Records provided:
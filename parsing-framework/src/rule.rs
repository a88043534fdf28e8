use crate::context::ParseContext;
use crate::error::{GrammarError, ParsingError};
use crate::frame::AttributeFrame;
use crate::parser::{LinkScope, Parser, ResolvedRule};
use indexmap::IndexMap;
use parsing_common::{Checkpoint, Match, RuleId, Span, TextSlice};
use std::fmt;
use std::sync::Arc;

/// Remaining native stack below which a rule activation moves to a new
/// segment.
const STACK_RED_ZONE: usize = 256 * 1024;

/// Size of each stack segment allocated for deep rule nesting.
const STACK_SEGMENT: usize = 2 * 1024 * 1024;

/// A semantic action bound to a named point of a rule's parser tree.
pub type ActionFn<V> = Arc<dyn Fn(&mut ActionContext<'_, V>) + Send + Sync>;

/// Computes one inherited-attribute value for a nonterminal call from the
/// caller's frame.
pub type ArgumentFn<V> = Arc<dyn Fn(&AttributeFrame<V>) -> Option<V> + Send + Sync>;

/// Wraps a closure as a nonterminal argument.
pub fn argument<V, F>(f: F) -> ArgumentFn<V>
where
    F: Fn(&AttributeFrame<V>) -> Option<V> + Send + Sync + 'static,
{
    Arc::new(f)
}

/// An argument forwarding the caller's own inherited attribute `name`.
pub fn forward<V: Clone + 'static>(name: &str) -> ArgumentFn<V> {
    let name: Arc<str> = Arc::from(name);
    Arc::new(move |frame: &AttributeFrame<V>| frame.inherited(&name).cloned())
}

/// What a semantic action sees when it runs.
pub struct ActionContext<'a, V> {
    frame: &'a mut AttributeFrame<V>,
    text: TextSlice,
    span: Span,
    file_name: Arc<str>,
    /// Clearing this turns the successful match into a soft failure.
    pub pass: bool,
    error: Option<String>,
}

impl<'a, V> ActionContext<'a, V> {
    pub(crate) fn new(
        frame: &'a mut AttributeFrame<V>,
        text: TextSlice,
        span: Span,
        file_name: Arc<str>,
    ) -> Self {
        Self {
            frame,
            text,
            span,
            file_name,
            pass: true,
            error: None,
        }
    }

    /// The code points matched by the action's parser.
    pub fn text(&self) -> &TextSlice {
        &self.text
    }

    pub fn span(&self) -> Span {
        self.span
    }

    pub fn file_name(&self) -> &str {
        &self.file_name
    }

    pub fn frame(&self) -> &AttributeFrame<V> {
        &*self.frame
    }

    pub fn frame_mut(&mut self) -> &mut AttributeFrame<V> {
        &mut *self.frame
    }

    pub fn set_value(&mut self, value: V) {
        self.frame.set_value(value);
    }

    pub fn take_instance(&mut self, name: &str) -> Option<V> {
        self.frame.take_instance(name)
    }

    /// Rejects the match as if the action's parser had failed.
    pub fn reject(&mut self) {
        self.pass = false;
    }

    /// Aborts the whole parse with a `ParsingException` at the action's span.
    pub fn raise(&mut self, message: impl Into<String>) {
        self.error = Some(message.into());
    }

    pub(crate) fn finish(self) -> (bool, Option<String>) {
        (self.pass, self.error)
    }
}

/// Declares a rule of a grammar before it is linked.
pub struct RuleBuilder<V> {
    name: String,
    definition: Parser<V>,
    info: Option<String>,
    value_type: Option<String>,
    inherited: Vec<Arc<str>>,
    locals: Vec<Arc<str>>,
    actions: IndexMap<String, ActionFn<V>>,
}

impl<V> RuleBuilder<V> {
    pub fn new(name: impl Into<String>, definition: Parser<V>) -> Self {
        Self {
            name: name.into(),
            definition,
            info: None,
            value_type: None,
            inherited: Vec::new(),
            locals: Vec::new(),
            actions: IndexMap::new(),
        }
    }

    /// Human-readable description used in diagnostics.
    pub fn info(mut self, info: impl Into<String>) -> Self {
        self.info = Some(info.into());
        self
    }

    /// Declares that the rule synthesizes a value of the named kind.
    pub fn value(mut self, value_type: impl Into<String>) -> Self {
        self.value_type = Some(value_type.into());
        self
    }

    /// Declares the next inherited attribute. Callers pass arguments in
    /// declaration order.
    pub fn inherited(mut self, name: &str) -> Self {
        self.inherited.push(Arc::from(name));
        self
    }

    pub fn local(mut self, name: &str) -> Self {
        self.locals.push(Arc::from(name));
        self
    }

    pub fn action<F>(mut self, name: impl Into<String>, f: F) -> Self
    where
        F: Fn(&mut ActionContext<'_, V>) + Send + Sync + 'static,
    {
        self.actions.insert(name.into(), Arc::new(f));
        self
    }

    pub fn name(&self) -> &str {
        &self.name
    }

    pub(crate) fn inherited_count(&self) -> usize {
        self.inherited.len()
    }

    pub(crate) fn build(self, id: RuleId, grammar: &str) -> Rule<V> {
        let full_name = format!("{grammar}.{}", self.name);
        Rule {
            id,
            info: self.info.unwrap_or_else(|| self.name.clone()),
            name: self.name,
            full_name,
            definition: self.definition,
            value_type: self.value_type,
            inherited: self.inherited,
            locals: self.locals,
            actions: self.actions,
        }
    }
}

/// A linked rule in a parsing domain's rule table.
pub struct Rule<V> {
    id: RuleId,
    name: String,
    full_name: String,
    info: String,
    definition: Parser<V>,
    value_type: Option<String>,
    inherited: Vec<Arc<str>>,
    locals: Vec<Arc<str>>,
    actions: IndexMap<String, ActionFn<V>>,
}

impl<V> Rule<V> {
    pub fn id(&self) -> RuleId {
        self.id
    }

    pub fn name(&self) -> &str {
        &self.name
    }

    /// `namespace.Grammar.Rule`
    pub fn full_name(&self) -> &str {
        &self.full_name
    }

    pub fn info(&self) -> &str {
        &self.info
    }

    pub fn definition(&self) -> &Parser<V> {
        &self.definition
    }

    pub fn value_type(&self) -> Option<&str> {
        self.value_type.as_deref()
    }

    pub fn has_value(&self) -> bool {
        self.value_type.is_some()
    }

    pub fn inherited(&self) -> impl Iterator<Item = &str> {
        self.inherited.iter().map(|name| &**name)
    }

    pub fn inherited_count(&self) -> usize {
        self.inherited.len()
    }

    pub fn locals(&self) -> impl Iterator<Item = &str> {
        self.locals.iter().map(|name| &**name)
    }

    pub fn action_names(&self) -> impl Iterator<Item = &str> {
        self.actions.keys().map(String::as_str)
    }

    /// Resolves the nonterminals and actions of the rule's tree.
    pub(crate) fn link(
        &mut self,
        grammar: &str,
        resolver: &dyn Fn(&str) -> Option<ResolvedRule>,
    ) -> Result<(), GrammarError> {
        let scope = LinkScope {
            grammar,
            rule: &self.name,
            actions: &self.actions,
            resolver,
        };
        self.definition.link(&scope)
    }

    /// Runs one activation of the rule at the scanner's position.
    ///
    /// The activation owns a fresh frame. On entry the inherited values are
    /// popped from the value stack; on success a valued rule pushes its
    /// result. On failure the scanner is restored and nothing is pushed.
    ///
    /// Activations nest as deeply as the grammar recurses, so the native
    /// stack is extended on the heap whenever less than a red zone remains.
    pub(crate) fn parse(&self, ctx: &mut ParseContext<'_, V>) -> Result<Match, ParsingError> {
        stacker::maybe_grow(STACK_RED_ZONE, STACK_SEGMENT, || self.activate(ctx))
    }

    fn activate(&self, ctx: &mut ParseContext<'_, V>) -> Result<Match, ParsingError> {
        ctx.enter_rule(self)?;
        let start = ctx.scanner.checkpoint();
        match self.evaluate(ctx, start) {
            Ok(matched) => {
                ctx.leave_rule(self, start, matched)?;
                Ok(matched)
            }
            Err(error) => {
                ctx.abandon_rule(self, start);
                Err(error)
            }
        }
    }

    fn evaluate(&self, ctx: &mut ParseContext<'_, V>, start: Checkpoint) -> Result<Match, ParsingError> {
        let mut frame = AttributeFrame::new(&self.locals);
        let mut values = Vec::with_capacity(self.inherited.len());
        for _ in &self.inherited {
            let value = ctx
                .stack
                .pop()
                .ok_or_else(|| ParsingError::ValueStackUnderflow {
                    rule: self.full_name.clone(),
                })?;
            values.push(value);
        }
        // The last declared attribute was pushed last.
        for (name, value) in self.inherited.iter().zip(values.into_iter().rev()) {
            frame.bind_inherited(Arc::clone(name), value);
        }

        if !self.definition.parse(ctx, &mut frame)?.is_hit() {
            ctx.scanner.restore(start);
            return Ok(Match::nothing());
        }
        if self.has_value() {
            let value = frame
                .take_value()
                .ok_or_else(|| ParsingError::MissingRuleValue {
                    rule: self.full_name.clone(),
                })?;
            ctx.stack.push(value);
        }
        Ok(ctx.matched_since(start))
    }
}

impl<V> fmt::Display for Rule<V> {
    fn fmt(&self, f: &mut fmt::Formatter<'_>) -> fmt::Result {
        write!(f, "{}", self.name)?;
        if !self.inherited.is_empty() {
            let names: Vec<&str> = self.inherited().collect();
            write!(f, "({})", names.join(", "))?;
        }
        if let Some(value_type) = &self.value_type {
            write!(f, " : {value_type}")?;
        }
        write!(f, " ::= {};", self.definition)
    }
}

impl<V> fmt::Debug for Rule<V> {
    fn fmt(&self, f: &mut fmt::Formatter<'_>) -> fmt::Result {
        f.debug_struct("Rule")
            .field("id", &self.id)
            .field("full_name", &self.full_name)
            .field("value_type", &self.value_type)
            .field("inherited", &self.inherited)
            .field("locals", &self.locals)
            .finish()
    }
}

Brief: The required output is the entries from their opening line through the line holding "An argument forwarding", repeated exactly, with both end lines kept.

Output of the exercise:
filename parsing-framework/src/rule.rs
repository a88043534fdf28e8
use crate::context::ParseContext;
use crate::error::{GrammarError, ParsingError};
use crate::frame::AttributeFrame;
use crate::parser::{LinkScope, Parser, ResolvedRule};
use indexmap::IndexMap;
use parsing_common::{Checkpoint, Match, RuleId, Span, TextSlice};
use std::fmt;
use std::sync::Arc;

/// Remaining native stack below which a rule activation moves to a new
/// segment.
const STACK_RED_ZONE: usize = 256 * 1024;

/// Size of each stack segment allocated for deep rule nesting.
const STACK_SEGMENT: usize = 2 * 1024 * 1024;

/// A semantic action bound to a named point of a rule's parser tree.
pub type ActionFn<V> = Arc<dyn Fn(&mut ActionContext<'_, V>) + Send + Sync>;

/// Computes one inherited-attribute value for a nonterminal call from the
/// caller's frame.
pub type ArgumentFn<V> = Arc<dyn Fn(&AttributeFrame<V>) -> Option<V> + Send + Sync>;

/// Wraps a closure as a nonterminal argument.
pub fn argument<V, F>(f: F) -> ArgumentFn<V>
where
    F: Fn(&AttributeFrame<V>) -> Option<V> + Send + Sync + 'static,
{
    Arc::new(f)
}

/// An argument forwarding the caller's own inherited attribute `name`.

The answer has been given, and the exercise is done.